• **Exercise objective**
Which lines below hold the word "find"? Report each one.

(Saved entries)
....
//! Request correlation, timeouts and transport failures

use std::time::Duration;

use cmdmux_core::{ConnectionStatus, DomainEvent};
use cmdmux_mcp::{ClientSettings, Message, ProtocolError, RequestId};
use pretty_assertions::assert_eq;
use serde_json::json;
use tests::events::collect;
use tests::Reply;

use super::{connected, options};

#[tokio::test]
async fn test_out_of_order_responses_reach_their_callers() {
    let (client, _bus, connector) = connected(&["srv"], ClientSettings::default()).await;
    let server = connector.transport("srv");
    server.on("tools/call", Reply::Hold);

    let first = tokio::spawn({
        let client = client.clone();
        async move { client.call_tool("srv", "first", json!({})).await }
    });
    let second = tokio::spawn({
        let client = client.clone();
        async move { client.call_tool("srv", "second", json!({})).await }
    });

    let held = server.wait_for_held(2).await;
    assert_eq!(client.pending_requests("srv"), 2);

    // Answer in reverse order, echoing the tool name back
    for request in held.iter().rev() {
        let name = request.params.as_ref().unwrap()["name"].clone();
        server.respond(
            &request.id,
            json!({"content": [{"type": "text", "text": name}]}),
        );
    }

    assert_eq!(first.await.unwrap().unwrap().text(), "first");
    assert_eq!(second.await.unwrap().unwrap().text(), "second");
    assert_eq!(client.pending_requests("srv"), 0);
}

#[tokio::test(start_paused = true)]
async fn test_timeout_clears_pending_and_ignores_late_response() {
    let (client, _bus, connector) = connected(&["srv"], ClientSettings::default()).await;
    let server = connector.transport("srv");
    server.on("slow", Reply::Hold);

    let err = client
        .request_with_timeout("srv", "slow", None, Duration::from_millis(100))
        .await
        .unwrap_err();

    assert_eq!(
        err,
        ProtocolError::Timeout {
            server: "srv".into(),
            operation: "slow".into(),
            timeout_ms: 100,
        }
    );
    assert_eq!(client.pending_requests("srv"), 0);

    let late = server.held().remove(0);
    server.respond(&late.id, json!({"too": "late"}));

    server.on("fast", Reply::Result(json!({"ok": true})));
    let value = client.request("srv", "fast", None).await.unwrap();
    assert_eq!(value, json!({"ok": true}));
}

#[tokio::test]
async fn test_remote_errors_keep_code_and_message() {
    let (client, _bus, connector) = connected(&["srv"], ClientSettings::default()).await;
    connector
        .transport("srv")
        .on("boom", Reply::error(-32000, "kaboom"));

    let err = client.request("srv", "boom", None).await.unwrap_err();
    assert_eq!(
        err,
        ProtocolError::Remote {
            server: "srv".into(),
            code: -32000,
            message: "kaboom".into(),
        }
    );
    // The connection survives remote errors
    assert_eq!(client.status("srv"), Some(ConnectionStatus::Connected));
}

#[tokio::test]
async fn test_requests_need_a_connected_server() {
    let connector = tests::MockConnector::new();
    connector.serve("srv");
    let (client, _bus) = super::client(&connector, &["srv"], ClientSettings::default());

    let err = client.request("srv", "anything", None).await.unwrap_err();
    assert_eq!(
        err,
        ProtocolError::NotConnected {
            server: "srv".into(),
            status: ConnectionStatus::Disconnected,
        }
    );

    let err = client.request("other", "anything", None).await.unwrap_err();
    assert_eq!(err, ProtocolError::UnknownConnection("other".into()));
}

#[tokio::test]
async fn test_transport_close_fails_pending_then_fails_fast() {
    let (client, _bus, connector) = connected(&["srv"], ClientSettings::default()).await;
    let server = connector.transport("srv");
    server.on("slow", Reply::Hold);

    let pending = tokio::spawn({
        let client = client.clone();
        async move { client.request("srv", "slow", None).await }
    });
    server.wait_for_held(1).await;
    server.drop_connection("server exited");

    let err = pending.await.unwrap().unwrap_err();
    assert_eq!(
        err,
        ProtocolError::Transport {
            server: "srv".into(),
            message: "server exited".into(),
        }
    );
    assert_eq!(client.pending_requests("srv"), 0);
    assert_eq!(client.last_error("srv").as_deref(), Some("server exited"));

    // Status is untouched, but nothing can be sent until a reconnect
    assert_eq!(client.status("srv"), Some(ConnectionStatus::Connected));
    let err = client.request("srv", "slow", None).await.unwrap_err();
    assert!(matches!(err, ProtocolError::Transport { .. }));

    server.on("slow", Reply::Result(json!("back")));
    client.connect(None, options(1_000)).await.unwrap();
    assert_eq!(connector.attempts("srv"), 2);
    assert_eq!(client.request("srv", "slow", None).await.unwrap(), json!("back"));
}

#[tokio::test]
async fn test_disconnect_fails_pending_requests() {
    let (client, _bus, connector) = connected(&["srv"], ClientSettings::default()).await;
    let server = connector.transport("srv");
    server.on("slow", Reply::Hold);

    let pending = tokio::spawn({
        let client = client.clone();
        async move { client.request("srv", "slow", None).await }
    });
    server.wait_for_held(1).await;

    client.disconnect("srv").await.unwrap();

    let err = pending.await.unwrap().unwrap_err();
    assert!(matches!(err, ProtocolError::Transport { .. }));
    assert_eq!(client.status("srv"), Some(ConnectionStatus::Disconnected));
    assert!(server.is_closed());
    assert!(matches!(
        client.request("srv", "slow", None).await,
        Err(ProtocolError::NotConnected { .. })
    ));
}

#[tokio::test]
async fn test_server_ping_is_answered() {
    let (_client, _bus, connector) = connected(&["srv"], ClientSettings::default()).await;
    let server = connector.transport("srv");

    server.request("ping-1", "ping");
    server.request("ask-1", "sampling/createMessage");
    for _ in 0..10 {
        tokio::task::yield_now().await;
    }

    let replies: Vec<_> = server
        .sent()
        .into_iter()
        .filter_map(|m| match m {
            Message::Response(response) => Some(response),
            _ => None,
        })
        .collect();
    assert_eq!(replies.len(), 2);

    let ping = replies
        .iter()
        .find(|r| r.id == RequestId::String("ping-1".into()))
        .unwrap();
    assert_eq!(ping.result, Some(json!({})));

    let unsupported = replies
        .iter()
        .find(|r| r.id == RequestId::String("ask-1".into()))
        .unwrap();
    assert_eq!(unsupported.error.as_ref().unwrap().code, -32601);
}

#[tokio::test]
async fn test_other_notifications_are_forwarded() {
    let (_client, bus, connector) = connected(&["srv"], ClientSettings::default()).await;
    let mut rx = bus.subscribe();

    connector
        .transport("srv")
        .notify("notifications/message", Some(json!({"level": "info", "data": "hi"})));

    let events = collect(&mut rx);
    assert_eq!(events.len(), 1);
    match &events[0] {
        DomainEvent::ServerNotification {
            server,
            method,
            params,
        } => {
            assert_eq!(server, "srv");
            assert_eq!(method, "notifications/message");
            assert_eq!(params.as_ref().unwrap()["data"], "hi");
        }
        other => panic!("unexpected event {:?}", other),
    }
}

#[tokio::test]
async fn test_stale_transport_traffic_is_ignored() {
    let (client, bus, connector) = connected(&["srv"], ClientSettings::default()).await;
    let old = connector.transport("srv");
    old.with_tools(&["old"]);

    client.disconnect("srv").await.unwrap();
    let fresh = connector.serve("srv");
    fresh.with_tools(&["new"]);
    client.connect(None, options(1_000)).await.unwrap();

    let tools = client.list_tools(Some("srv")).await.unwrap();
    assert_eq!(tools[0].name, "new");

    let mut rx = bus.subscribe();
    old.notify("notifications/tools/list_changed", None);
    old.drop_connection("old process exited");

    assert!(collect(&mut rx).is_empty());
    assert_eq!(client.last_error("srv"), None);
    client.list_tools(Some("srv")).await.unwrap();
    assert_eq!(fresh.calls("tools/list"), 1);
}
....
• **Answer**
        .find(|r| r.id == RequestId::String("ping-1".into()))
        .find(|r| r.id == RequestId::String("ask-1".into()))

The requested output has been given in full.